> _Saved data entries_
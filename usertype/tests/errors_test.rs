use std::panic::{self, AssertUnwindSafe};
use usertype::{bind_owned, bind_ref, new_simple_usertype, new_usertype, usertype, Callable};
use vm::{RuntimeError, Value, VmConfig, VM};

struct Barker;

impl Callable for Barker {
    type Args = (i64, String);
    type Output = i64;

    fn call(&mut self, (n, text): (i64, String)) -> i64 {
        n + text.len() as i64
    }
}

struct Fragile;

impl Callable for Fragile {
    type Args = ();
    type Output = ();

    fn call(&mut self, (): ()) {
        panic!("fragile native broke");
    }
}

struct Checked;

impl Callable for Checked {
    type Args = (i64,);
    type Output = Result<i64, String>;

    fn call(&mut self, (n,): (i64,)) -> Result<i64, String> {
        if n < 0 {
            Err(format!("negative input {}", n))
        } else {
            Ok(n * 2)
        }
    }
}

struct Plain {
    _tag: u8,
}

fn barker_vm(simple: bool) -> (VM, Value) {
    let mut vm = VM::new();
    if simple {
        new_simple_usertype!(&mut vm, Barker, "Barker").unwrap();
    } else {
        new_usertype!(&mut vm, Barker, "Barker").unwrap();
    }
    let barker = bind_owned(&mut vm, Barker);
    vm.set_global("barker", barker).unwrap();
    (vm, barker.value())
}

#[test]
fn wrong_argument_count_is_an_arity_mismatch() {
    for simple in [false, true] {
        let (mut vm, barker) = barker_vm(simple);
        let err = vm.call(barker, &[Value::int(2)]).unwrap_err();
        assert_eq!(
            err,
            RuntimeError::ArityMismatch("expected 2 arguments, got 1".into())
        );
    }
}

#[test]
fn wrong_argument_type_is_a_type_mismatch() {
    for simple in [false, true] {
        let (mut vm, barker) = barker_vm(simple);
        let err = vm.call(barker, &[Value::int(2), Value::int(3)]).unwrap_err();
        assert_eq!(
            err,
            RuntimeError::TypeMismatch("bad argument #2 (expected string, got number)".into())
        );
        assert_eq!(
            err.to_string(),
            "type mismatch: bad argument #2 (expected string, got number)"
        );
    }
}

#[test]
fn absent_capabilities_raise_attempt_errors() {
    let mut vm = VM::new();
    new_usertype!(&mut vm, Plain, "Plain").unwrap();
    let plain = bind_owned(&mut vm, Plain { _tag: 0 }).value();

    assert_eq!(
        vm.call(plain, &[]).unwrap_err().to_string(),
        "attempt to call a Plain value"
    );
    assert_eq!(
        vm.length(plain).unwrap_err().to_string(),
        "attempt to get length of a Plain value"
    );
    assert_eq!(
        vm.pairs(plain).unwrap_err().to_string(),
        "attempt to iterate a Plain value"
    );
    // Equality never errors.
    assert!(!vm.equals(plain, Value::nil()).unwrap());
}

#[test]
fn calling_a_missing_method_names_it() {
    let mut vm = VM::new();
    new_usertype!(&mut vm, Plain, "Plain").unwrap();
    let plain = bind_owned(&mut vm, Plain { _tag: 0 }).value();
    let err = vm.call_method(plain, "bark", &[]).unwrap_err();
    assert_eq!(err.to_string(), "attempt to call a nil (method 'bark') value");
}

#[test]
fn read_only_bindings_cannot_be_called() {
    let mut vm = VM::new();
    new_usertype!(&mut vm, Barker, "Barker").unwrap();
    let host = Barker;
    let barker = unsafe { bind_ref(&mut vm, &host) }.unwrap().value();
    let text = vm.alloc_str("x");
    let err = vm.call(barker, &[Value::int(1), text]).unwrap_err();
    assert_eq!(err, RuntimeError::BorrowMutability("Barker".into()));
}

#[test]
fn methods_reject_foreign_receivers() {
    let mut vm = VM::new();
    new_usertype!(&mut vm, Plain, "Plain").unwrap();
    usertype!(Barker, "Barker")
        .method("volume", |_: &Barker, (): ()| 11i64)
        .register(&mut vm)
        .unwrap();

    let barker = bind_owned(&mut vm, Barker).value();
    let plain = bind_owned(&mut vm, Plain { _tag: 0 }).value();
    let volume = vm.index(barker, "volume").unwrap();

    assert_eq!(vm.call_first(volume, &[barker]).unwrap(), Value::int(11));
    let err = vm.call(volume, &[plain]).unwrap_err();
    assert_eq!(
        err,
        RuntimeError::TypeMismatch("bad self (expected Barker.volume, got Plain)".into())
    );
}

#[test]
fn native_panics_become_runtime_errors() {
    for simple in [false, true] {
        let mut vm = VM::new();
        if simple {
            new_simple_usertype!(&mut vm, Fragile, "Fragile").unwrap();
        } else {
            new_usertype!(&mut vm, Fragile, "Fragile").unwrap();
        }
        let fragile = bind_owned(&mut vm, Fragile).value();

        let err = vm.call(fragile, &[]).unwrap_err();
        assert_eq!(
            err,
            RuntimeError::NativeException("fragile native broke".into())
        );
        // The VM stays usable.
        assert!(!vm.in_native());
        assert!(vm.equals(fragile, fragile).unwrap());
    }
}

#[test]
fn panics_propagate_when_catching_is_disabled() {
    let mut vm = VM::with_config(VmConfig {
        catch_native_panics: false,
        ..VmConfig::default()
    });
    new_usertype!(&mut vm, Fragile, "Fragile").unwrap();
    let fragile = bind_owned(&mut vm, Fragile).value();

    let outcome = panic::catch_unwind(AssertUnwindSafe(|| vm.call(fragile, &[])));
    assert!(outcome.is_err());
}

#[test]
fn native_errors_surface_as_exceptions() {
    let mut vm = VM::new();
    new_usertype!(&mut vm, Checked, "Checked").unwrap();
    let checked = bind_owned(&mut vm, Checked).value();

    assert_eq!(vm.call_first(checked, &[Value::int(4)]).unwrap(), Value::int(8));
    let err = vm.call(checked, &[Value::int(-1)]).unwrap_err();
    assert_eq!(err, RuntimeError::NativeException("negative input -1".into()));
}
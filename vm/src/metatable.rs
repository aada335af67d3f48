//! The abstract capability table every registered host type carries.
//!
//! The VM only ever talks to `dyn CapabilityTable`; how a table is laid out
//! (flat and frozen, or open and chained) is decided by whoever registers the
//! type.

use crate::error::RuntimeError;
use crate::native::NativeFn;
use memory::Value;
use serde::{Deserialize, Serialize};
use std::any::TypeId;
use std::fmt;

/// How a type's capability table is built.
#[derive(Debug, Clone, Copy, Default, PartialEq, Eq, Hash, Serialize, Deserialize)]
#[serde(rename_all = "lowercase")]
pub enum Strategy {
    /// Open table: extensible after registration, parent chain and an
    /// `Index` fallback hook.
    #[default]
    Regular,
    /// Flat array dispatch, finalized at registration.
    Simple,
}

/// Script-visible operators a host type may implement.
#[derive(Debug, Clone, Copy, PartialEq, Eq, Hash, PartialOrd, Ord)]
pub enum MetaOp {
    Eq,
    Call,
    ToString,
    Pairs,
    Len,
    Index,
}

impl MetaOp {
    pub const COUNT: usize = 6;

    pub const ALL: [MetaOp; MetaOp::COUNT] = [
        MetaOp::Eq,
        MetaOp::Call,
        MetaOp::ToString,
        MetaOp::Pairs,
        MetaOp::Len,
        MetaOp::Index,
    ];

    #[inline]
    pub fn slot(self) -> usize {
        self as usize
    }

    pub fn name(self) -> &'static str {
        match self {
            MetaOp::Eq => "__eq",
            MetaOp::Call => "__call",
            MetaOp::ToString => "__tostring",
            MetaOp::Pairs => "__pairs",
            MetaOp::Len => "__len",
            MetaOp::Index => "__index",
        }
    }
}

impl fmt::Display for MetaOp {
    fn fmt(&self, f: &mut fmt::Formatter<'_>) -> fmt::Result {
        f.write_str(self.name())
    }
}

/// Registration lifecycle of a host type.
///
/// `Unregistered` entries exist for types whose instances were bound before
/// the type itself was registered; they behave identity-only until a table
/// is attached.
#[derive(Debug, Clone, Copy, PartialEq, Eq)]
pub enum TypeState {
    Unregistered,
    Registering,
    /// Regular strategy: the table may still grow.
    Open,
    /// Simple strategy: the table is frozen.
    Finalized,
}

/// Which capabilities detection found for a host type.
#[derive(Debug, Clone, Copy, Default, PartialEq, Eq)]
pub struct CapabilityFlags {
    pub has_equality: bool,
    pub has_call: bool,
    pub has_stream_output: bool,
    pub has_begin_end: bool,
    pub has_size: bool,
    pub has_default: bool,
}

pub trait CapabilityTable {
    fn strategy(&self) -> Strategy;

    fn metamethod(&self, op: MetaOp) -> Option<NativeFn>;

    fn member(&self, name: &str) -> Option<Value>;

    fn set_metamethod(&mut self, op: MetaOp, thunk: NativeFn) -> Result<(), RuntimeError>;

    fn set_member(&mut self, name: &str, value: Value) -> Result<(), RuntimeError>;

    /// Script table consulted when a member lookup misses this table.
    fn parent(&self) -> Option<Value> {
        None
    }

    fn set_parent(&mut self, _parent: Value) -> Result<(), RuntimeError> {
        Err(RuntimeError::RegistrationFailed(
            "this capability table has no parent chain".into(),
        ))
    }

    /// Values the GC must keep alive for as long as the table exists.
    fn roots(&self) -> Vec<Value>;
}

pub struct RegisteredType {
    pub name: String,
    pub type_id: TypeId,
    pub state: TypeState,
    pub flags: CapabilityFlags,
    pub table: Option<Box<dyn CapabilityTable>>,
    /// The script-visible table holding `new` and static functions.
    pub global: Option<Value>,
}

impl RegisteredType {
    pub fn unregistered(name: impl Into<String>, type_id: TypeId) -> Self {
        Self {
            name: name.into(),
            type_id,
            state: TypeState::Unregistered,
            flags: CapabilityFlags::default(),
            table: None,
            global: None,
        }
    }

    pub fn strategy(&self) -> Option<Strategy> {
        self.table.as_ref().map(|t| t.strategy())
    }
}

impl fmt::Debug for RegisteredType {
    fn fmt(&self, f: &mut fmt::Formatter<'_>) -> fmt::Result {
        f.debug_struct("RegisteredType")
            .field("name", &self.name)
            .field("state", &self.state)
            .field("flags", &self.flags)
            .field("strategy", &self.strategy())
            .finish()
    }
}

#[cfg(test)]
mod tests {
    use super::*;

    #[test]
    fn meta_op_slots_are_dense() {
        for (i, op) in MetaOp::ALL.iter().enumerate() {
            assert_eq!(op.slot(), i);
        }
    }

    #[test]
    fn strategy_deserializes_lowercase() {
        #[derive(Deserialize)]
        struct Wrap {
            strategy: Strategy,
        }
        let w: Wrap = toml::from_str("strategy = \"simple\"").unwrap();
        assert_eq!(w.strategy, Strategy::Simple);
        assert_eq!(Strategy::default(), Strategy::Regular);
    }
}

> _What to produce_
Among the lines above, return those that contain the string "this".

> _Exercise output_
    /// Script table consulted when a member lookup misses this table.
            "this capability table has no parent chain".into(),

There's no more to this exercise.